(Stored items)
########################################

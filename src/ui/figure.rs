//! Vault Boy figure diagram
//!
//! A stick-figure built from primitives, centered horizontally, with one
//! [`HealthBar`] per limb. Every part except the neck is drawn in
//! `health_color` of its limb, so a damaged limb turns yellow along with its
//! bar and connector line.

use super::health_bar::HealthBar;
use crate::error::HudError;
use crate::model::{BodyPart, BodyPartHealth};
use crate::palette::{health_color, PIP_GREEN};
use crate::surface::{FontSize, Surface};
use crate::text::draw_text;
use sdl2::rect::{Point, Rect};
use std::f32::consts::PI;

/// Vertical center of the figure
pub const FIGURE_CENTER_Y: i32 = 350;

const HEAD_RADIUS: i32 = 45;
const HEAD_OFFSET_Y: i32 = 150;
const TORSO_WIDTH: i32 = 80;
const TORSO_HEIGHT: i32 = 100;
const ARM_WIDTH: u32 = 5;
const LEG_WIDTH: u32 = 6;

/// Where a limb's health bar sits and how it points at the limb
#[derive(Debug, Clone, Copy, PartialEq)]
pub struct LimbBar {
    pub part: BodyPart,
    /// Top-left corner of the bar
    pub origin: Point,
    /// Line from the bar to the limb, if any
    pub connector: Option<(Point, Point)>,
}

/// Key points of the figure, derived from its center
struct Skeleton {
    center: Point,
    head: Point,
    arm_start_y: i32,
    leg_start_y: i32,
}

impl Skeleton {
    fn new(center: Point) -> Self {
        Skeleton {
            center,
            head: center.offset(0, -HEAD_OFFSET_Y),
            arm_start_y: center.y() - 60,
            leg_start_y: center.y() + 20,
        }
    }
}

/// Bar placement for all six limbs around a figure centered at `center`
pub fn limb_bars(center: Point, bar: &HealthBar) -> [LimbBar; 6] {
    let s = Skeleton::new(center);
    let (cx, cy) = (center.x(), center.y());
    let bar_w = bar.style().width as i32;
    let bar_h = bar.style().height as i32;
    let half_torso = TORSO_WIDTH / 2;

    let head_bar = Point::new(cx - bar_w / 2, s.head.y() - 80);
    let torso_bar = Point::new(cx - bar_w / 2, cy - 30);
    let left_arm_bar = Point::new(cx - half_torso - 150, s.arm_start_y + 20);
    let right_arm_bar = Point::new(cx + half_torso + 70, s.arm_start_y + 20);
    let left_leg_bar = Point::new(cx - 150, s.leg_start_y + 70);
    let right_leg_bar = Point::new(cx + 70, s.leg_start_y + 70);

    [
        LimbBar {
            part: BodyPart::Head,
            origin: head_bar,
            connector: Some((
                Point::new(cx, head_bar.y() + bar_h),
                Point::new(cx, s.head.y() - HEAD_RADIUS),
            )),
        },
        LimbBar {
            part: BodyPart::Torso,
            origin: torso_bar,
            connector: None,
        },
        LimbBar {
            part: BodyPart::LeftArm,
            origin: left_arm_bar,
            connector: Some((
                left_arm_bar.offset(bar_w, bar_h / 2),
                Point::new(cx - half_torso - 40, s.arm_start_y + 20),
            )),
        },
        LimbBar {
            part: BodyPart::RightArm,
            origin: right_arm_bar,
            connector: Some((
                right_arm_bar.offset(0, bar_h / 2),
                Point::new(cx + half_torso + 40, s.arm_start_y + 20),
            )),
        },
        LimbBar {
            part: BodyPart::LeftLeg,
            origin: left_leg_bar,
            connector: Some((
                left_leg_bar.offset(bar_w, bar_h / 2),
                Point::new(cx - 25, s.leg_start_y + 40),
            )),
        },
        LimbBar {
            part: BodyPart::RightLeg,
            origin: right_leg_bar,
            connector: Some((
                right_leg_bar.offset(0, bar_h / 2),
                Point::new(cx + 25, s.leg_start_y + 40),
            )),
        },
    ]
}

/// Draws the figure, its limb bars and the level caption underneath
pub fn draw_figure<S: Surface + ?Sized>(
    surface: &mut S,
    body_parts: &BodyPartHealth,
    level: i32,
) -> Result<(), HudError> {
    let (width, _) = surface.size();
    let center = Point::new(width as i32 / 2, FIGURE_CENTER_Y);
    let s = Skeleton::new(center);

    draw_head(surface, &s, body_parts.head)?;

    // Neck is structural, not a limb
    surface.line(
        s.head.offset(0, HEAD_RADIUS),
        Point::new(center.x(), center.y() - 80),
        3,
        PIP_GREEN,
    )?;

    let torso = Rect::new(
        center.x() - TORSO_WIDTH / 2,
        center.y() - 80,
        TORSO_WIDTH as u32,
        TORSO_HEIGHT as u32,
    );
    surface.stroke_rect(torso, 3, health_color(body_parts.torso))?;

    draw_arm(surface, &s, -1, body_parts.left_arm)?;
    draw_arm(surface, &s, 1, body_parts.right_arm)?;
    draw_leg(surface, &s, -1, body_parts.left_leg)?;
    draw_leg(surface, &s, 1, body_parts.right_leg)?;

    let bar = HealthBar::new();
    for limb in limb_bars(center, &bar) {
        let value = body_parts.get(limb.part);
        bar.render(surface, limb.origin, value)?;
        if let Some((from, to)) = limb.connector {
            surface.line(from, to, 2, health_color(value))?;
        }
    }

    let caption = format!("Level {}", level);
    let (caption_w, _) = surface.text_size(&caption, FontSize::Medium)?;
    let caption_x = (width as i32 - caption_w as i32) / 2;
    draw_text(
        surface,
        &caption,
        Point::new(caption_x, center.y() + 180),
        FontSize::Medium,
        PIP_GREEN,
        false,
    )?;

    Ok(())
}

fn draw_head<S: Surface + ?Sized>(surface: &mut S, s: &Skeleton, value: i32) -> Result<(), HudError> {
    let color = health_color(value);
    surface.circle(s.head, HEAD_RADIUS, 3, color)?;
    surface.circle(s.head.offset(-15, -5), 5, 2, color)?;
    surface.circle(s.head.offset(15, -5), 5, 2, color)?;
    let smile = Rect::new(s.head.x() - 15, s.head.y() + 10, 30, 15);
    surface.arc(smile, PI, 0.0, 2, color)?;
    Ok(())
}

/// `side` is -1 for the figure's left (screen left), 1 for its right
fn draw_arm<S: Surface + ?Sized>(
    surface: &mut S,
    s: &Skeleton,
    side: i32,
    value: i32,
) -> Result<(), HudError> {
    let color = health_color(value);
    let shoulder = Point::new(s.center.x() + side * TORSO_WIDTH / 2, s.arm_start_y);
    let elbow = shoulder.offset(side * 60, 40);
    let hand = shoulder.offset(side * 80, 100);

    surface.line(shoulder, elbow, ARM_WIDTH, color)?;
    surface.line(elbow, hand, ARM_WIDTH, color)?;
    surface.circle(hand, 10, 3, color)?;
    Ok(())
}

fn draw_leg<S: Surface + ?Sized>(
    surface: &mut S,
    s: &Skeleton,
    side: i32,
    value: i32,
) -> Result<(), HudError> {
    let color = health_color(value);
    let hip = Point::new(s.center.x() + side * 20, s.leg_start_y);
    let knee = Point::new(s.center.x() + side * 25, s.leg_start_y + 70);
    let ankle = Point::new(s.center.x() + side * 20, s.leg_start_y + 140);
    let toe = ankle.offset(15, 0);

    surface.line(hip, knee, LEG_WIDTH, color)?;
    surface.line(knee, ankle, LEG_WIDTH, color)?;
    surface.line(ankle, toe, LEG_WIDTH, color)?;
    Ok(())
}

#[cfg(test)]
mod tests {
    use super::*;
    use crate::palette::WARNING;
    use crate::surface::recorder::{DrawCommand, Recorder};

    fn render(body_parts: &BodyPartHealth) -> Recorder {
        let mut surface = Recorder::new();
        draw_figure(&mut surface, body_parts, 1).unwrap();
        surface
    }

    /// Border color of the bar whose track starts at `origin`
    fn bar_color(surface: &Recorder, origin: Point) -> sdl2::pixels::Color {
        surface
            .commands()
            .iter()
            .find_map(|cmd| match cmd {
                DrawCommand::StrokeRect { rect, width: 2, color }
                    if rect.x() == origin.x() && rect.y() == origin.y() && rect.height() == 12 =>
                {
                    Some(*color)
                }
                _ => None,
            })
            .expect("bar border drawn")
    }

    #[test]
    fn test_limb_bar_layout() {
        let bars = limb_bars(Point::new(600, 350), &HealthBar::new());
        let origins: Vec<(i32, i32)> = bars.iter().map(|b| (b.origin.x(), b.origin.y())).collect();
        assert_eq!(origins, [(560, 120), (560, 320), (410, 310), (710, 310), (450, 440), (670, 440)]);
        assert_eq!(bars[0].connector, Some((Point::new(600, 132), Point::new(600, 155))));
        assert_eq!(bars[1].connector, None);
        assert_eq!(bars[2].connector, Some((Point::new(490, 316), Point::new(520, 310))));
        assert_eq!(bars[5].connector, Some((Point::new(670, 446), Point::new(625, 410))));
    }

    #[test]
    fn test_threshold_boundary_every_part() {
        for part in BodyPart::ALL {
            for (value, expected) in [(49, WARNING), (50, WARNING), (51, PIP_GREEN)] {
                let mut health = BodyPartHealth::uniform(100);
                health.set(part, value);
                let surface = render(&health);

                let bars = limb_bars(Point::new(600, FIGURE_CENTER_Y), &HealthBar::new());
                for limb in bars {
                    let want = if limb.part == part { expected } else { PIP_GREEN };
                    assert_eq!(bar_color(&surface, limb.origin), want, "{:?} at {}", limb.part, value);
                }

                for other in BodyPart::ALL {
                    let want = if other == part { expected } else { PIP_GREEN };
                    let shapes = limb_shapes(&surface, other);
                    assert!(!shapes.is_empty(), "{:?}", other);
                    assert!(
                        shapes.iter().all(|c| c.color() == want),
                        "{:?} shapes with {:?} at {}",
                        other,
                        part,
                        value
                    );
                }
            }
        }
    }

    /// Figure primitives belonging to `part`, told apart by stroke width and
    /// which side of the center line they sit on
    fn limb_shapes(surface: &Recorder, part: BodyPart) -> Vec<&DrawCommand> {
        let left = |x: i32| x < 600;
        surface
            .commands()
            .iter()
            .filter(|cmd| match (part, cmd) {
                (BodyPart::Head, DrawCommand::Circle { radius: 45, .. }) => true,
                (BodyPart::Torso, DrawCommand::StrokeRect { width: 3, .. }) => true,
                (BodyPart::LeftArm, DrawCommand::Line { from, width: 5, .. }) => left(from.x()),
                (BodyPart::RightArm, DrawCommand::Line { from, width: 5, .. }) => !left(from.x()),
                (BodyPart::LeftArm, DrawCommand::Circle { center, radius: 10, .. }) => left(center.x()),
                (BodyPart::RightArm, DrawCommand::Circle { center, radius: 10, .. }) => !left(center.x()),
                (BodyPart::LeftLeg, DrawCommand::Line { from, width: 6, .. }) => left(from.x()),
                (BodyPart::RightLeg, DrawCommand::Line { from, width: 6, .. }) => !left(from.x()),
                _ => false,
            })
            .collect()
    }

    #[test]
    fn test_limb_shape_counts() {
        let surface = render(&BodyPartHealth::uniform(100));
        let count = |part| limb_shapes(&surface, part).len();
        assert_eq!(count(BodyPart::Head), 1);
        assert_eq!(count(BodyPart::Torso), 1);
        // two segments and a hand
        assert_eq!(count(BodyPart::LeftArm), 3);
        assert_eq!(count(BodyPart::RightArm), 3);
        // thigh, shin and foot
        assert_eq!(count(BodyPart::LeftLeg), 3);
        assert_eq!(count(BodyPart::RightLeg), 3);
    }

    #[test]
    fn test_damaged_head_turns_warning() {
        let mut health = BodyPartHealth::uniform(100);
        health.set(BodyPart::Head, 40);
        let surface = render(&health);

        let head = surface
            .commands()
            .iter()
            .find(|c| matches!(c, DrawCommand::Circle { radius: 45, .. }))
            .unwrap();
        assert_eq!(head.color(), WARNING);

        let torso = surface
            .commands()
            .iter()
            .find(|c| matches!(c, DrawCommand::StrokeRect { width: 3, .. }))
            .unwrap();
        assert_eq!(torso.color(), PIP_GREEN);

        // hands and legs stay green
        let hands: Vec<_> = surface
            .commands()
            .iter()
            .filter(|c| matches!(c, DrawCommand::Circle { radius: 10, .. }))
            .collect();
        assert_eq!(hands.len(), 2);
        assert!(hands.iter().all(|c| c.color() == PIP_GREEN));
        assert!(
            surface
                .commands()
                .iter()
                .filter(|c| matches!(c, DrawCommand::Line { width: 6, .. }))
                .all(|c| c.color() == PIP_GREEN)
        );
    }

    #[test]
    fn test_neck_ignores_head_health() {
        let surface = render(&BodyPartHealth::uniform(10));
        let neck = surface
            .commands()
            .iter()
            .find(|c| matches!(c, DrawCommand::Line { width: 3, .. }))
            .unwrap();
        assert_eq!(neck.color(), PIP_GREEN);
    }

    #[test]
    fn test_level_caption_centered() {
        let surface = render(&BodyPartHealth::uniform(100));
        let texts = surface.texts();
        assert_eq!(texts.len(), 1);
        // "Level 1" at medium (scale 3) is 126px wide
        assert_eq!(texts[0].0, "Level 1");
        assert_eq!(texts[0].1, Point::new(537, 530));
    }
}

########################################

### Exercise
Filter the entries above down to the lines that contain the word "points".

### Answer below
/// Where a limb's health bar sits and how it points at the limb
/// Key points of the figure, derived from its center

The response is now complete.